===== Data shown =====

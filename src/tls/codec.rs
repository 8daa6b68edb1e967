//! Byte cursor and length-prefixed encoding helpers for TLS structures.
//!
//! Every length read from the wire is checked against the bytes that are
//! actually left before anything is sliced.

use crate::error::{Error, Result};

/// Read cursor over an encoded structure.
#[derive(Debug, Clone)]
pub struct Reader<'a> {
    data: &'a [u8],
    offset: usize,
}

impl<'a> Reader<'a> {
    pub fn new(data: &'a [u8]) -> Self {
        Self { data, offset: 0 }
    }

    /// Bytes not consumed yet.
    pub fn remaining(&self) -> usize {
        self.data.len() - self.offset
    }

    pub fn is_empty(&self) -> bool {
        self.remaining() == 0
    }

    /// Consumed byte count.
    pub fn position(&self) -> usize {
        self.offset
    }

    pub fn take(&mut self, length: usize) -> Result<&'a [u8]> {
        if length > self.remaining() {
            return Err(Error::Decode("length exceeds remaining bytes"));
        }

        let bytes = &self.data[self.offset..self.offset + length];
        self.offset += length;

        Ok(bytes)
    }

    pub fn take_array<const N: usize>(&mut self) -> Result<[u8; N]> {
        let mut array = [0u8; N];
        array.copy_from_slice(self.take(N)?);
        Ok(array)
    }

    pub fn u8(&mut self) -> Result<u8> {
        Ok(self.take(1)?[0])
    }

    pub fn u16(&mut self) -> Result<u16> {
        Ok(u16::from_be_bytes(self.take_array()?))
    }

    pub fn u24(&mut self) -> Result<usize> {
        let [a, b, c] = self.take_array()?;
        Ok(((a as usize) << 16) | ((b as usize) << 8) | c as usize)
    }

    /// Opaque vector with a one byte length prefix.
    pub fn vec8(&mut self) -> Result<&'a [u8]> {
        let length = self.u8()? as usize;
        self.take(length)
    }

    /// Opaque vector with a two byte length prefix.
    pub fn vec16(&mut self) -> Result<&'a [u8]> {
        let length = self.u16()? as usize;
        self.take(length)
    }

    /// Opaque vector with a three byte length prefix.
    pub fn vec24(&mut self) -> Result<&'a [u8]> {
        let length = self.u24()?;
        self.take(length)
    }

    /// Fails unless the whole input was consumed.
    pub fn finish(&self) -> Result<()> {
        if self.is_empty() {
            Ok(())
        } else {
            Err(Error::Decode("trailing bytes after structure"))
        }
    }
}

pub(crate) fn put_u16(out: &mut Vec<u8>, value: u16) {
    out.extend_from_slice(&value.to_be_bytes());
}

pub(crate) fn put_u24(out: &mut Vec<u8>, value: usize) {
    debug_assert!(value < 1 << 24);
    out.extend_from_slice(&(value as u32).to_be_bytes()[1..]);
}

/// Writes `body` behind a big-endian length prefix of `width` bytes (1, 2 or 3).
pub(crate) fn put_prefixed(out: &mut Vec<u8>, width: usize, body: impl FnOnce(&mut Vec<u8>)) {
    let start = out.len();
    out.resize(start + width, 0);
    body(out);

    let length = out.len() - start - width;
    debug_assert!(length < 1 << (8 * width));

    let bytes = (length as u32).to_be_bytes();
    out[start..start + width].copy_from_slice(&bytes[4 - width..]);
}

pub(crate) fn put_vec8(out: &mut Vec<u8>, bytes: &[u8]) {
    put_prefixed(out, 1, |out| out.extend_from_slice(bytes));
}

pub(crate) fn put_vec16(out: &mut Vec<u8>, bytes: &[u8]) {
    put_prefixed(out, 2, |out| out.extend_from_slice(bytes));
}

pub(crate) fn put_vec24(out: &mut Vec<u8>, bytes: &[u8]) {
    put_prefixed(out, 3, |out| out.extend_from_slice(bytes));
}

#[cfg(test)]
mod tests {
    use super::*;

    #[test]
    fn lengths_are_bounded_by_input() {
        let mut reader = Reader::new(&[0x00, 0x05, 1, 2, 3]);
        assert!(reader.vec16().is_err());

        let mut reader = Reader::new(&[0x02, 9, 8, 7]);
        assert_eq!(reader.vec8().unwrap(), &[9, 8]);
        assert_eq!(reader.remaining(), 1);
        assert!(reader.finish().is_err());
        assert_eq!(reader.u8().unwrap(), 7);
        assert!(reader.finish().is_ok());
        assert!(reader.u8().is_err());
    }

    #[test]
    fn prefixes_are_backpatched() {
        let mut out = vec![0xaa];
        put_prefixed(&mut out, 3, |out| {
            put_u16(out, 0x0102);
            put_vec8(out, b"xy");
        });

        assert_eq!(out, [0xaa, 0, 0, 5, 1, 2, 2, b'x', b'y']);

        let mut reader = Reader::new(&out[1..]);
        let mut body = Reader::new(reader.vec24().unwrap());
        assert_eq!(body.u16().unwrap(), 0x0102);
        assert_eq!(body.vec8().unwrap(), b"xy");
    }
}
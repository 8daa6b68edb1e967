pub(crate) mod slab;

=====

Everything from the first line of the records through the line holding "self.remaining() == 0" is to be transcribed exactly; leave out all other lines.

filename src/tls/codec.rs
repository 8daa6b68edb1e967
//! Byte cursor and length-prefixed encoding helpers for TLS structures.
//!
//! Every length read from the wire is checked against the bytes that are
//! actually left before anything is sliced.

use crate::error::{Error, Result};

/// Read cursor over an encoded structure.
#[derive(Debug, Clone)]
pub struct Reader<'a> {
    data: &'a [u8],
    offset: usize,
}

impl<'a> Reader<'a> {
    pub fn new(data: &'a [u8]) -> Self {
        Self { data, offset: 0 }
    }

    /// Bytes not consumed yet.
    pub fn remaining(&self) -> usize {
        self.data.len() - self.offset
    }

    pub fn is_empty(&self) -> bool {
        self.remaining() == 0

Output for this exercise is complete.